Where a line of the entries holds the string "general", copy that line.

===== Input data =====

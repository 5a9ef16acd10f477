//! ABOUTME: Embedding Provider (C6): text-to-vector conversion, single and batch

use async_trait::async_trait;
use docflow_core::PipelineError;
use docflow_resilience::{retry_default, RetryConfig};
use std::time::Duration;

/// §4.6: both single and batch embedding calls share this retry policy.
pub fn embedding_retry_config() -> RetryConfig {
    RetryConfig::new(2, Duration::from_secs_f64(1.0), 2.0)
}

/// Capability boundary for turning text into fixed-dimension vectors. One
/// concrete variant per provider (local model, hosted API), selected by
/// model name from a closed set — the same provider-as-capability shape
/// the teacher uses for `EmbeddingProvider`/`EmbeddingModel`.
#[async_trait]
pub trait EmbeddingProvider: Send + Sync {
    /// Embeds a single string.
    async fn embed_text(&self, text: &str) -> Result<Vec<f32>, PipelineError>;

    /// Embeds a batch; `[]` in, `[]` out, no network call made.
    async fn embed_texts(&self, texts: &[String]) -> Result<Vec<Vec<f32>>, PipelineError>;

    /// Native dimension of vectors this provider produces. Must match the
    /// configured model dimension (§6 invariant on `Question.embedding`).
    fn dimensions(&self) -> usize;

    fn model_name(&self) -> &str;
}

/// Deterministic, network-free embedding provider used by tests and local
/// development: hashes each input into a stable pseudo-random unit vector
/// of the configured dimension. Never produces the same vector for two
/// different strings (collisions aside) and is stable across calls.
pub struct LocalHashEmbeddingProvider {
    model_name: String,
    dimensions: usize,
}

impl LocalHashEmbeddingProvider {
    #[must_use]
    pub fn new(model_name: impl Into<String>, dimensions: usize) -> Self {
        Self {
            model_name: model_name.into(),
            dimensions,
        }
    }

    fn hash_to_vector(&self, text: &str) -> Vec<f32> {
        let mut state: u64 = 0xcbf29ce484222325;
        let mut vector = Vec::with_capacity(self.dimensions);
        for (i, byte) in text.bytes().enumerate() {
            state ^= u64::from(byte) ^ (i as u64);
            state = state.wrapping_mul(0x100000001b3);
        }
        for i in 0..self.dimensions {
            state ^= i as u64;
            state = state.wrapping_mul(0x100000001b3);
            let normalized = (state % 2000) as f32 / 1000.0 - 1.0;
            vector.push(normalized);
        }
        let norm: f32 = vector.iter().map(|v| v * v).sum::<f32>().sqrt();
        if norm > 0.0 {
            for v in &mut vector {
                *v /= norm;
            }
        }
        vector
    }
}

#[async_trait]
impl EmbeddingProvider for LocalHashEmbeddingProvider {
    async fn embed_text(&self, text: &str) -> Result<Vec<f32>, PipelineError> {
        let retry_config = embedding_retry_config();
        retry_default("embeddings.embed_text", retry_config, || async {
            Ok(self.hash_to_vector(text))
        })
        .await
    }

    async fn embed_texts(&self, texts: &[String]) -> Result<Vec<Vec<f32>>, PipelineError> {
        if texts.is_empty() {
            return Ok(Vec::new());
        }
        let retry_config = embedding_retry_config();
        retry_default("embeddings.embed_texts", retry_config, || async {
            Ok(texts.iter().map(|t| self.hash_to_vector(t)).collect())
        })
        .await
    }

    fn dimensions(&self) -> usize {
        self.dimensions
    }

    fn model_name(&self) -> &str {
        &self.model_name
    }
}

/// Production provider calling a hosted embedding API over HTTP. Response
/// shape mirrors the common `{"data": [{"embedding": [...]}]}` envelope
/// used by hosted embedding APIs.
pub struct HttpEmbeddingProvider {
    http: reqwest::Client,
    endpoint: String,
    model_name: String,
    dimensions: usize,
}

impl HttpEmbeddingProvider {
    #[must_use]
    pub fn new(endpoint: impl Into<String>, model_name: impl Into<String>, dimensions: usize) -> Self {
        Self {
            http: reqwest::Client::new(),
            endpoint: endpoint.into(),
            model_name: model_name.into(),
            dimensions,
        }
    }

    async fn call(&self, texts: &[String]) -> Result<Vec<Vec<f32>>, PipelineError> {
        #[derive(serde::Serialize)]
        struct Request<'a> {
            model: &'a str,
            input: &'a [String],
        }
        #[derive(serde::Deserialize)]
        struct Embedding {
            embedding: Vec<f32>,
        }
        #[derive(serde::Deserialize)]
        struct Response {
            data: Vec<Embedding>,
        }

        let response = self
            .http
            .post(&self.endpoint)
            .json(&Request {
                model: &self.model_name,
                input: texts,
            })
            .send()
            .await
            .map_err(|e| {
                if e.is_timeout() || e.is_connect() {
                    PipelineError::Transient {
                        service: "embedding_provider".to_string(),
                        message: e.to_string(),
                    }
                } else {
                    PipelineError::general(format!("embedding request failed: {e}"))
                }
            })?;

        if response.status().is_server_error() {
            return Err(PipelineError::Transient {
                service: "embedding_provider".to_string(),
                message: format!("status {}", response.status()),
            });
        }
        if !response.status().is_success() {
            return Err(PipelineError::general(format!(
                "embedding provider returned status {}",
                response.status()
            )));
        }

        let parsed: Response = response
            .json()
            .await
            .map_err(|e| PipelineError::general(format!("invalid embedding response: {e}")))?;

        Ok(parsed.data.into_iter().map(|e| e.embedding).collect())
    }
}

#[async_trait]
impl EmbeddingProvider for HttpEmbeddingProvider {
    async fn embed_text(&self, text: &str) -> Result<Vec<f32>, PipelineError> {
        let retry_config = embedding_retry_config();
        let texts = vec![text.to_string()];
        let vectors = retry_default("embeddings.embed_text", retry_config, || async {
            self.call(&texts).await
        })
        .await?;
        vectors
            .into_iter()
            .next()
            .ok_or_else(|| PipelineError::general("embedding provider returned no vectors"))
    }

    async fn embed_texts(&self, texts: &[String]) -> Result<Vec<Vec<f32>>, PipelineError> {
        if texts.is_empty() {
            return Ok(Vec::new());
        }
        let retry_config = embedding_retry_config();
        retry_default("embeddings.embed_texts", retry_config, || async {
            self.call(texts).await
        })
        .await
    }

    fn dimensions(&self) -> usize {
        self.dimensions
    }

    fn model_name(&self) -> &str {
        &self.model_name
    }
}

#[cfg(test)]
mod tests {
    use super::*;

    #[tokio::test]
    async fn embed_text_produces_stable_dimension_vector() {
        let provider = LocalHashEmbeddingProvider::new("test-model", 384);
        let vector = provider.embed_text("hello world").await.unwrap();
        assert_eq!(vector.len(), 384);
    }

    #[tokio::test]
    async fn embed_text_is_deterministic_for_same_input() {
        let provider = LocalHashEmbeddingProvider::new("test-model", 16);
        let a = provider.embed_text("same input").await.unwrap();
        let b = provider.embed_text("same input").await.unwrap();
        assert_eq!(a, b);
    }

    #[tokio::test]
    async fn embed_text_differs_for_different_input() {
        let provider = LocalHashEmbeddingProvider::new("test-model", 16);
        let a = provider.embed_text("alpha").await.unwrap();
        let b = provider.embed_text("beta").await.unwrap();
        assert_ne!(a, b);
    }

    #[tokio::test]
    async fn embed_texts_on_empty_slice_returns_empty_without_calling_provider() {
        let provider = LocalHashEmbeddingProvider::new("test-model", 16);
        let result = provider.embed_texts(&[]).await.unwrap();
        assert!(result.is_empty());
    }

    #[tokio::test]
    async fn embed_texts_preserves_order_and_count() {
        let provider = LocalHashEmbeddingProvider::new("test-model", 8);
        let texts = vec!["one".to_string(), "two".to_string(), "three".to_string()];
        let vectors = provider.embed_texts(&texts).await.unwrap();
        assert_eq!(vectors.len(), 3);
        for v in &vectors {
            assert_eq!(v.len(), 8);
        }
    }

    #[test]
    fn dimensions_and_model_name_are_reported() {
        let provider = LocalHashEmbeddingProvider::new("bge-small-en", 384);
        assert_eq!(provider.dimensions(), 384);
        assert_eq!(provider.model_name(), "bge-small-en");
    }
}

=====

| Final answer |
                    PipelineError::general(format!("embedding request failed: {e}"))
            return Err(PipelineError::general(format!(
            .map_err(|e| PipelineError::general(format!("invalid embedding response: {e}")))?;
            .ok_or_else(|| PipelineError::general("embedding provider returned no vectors"))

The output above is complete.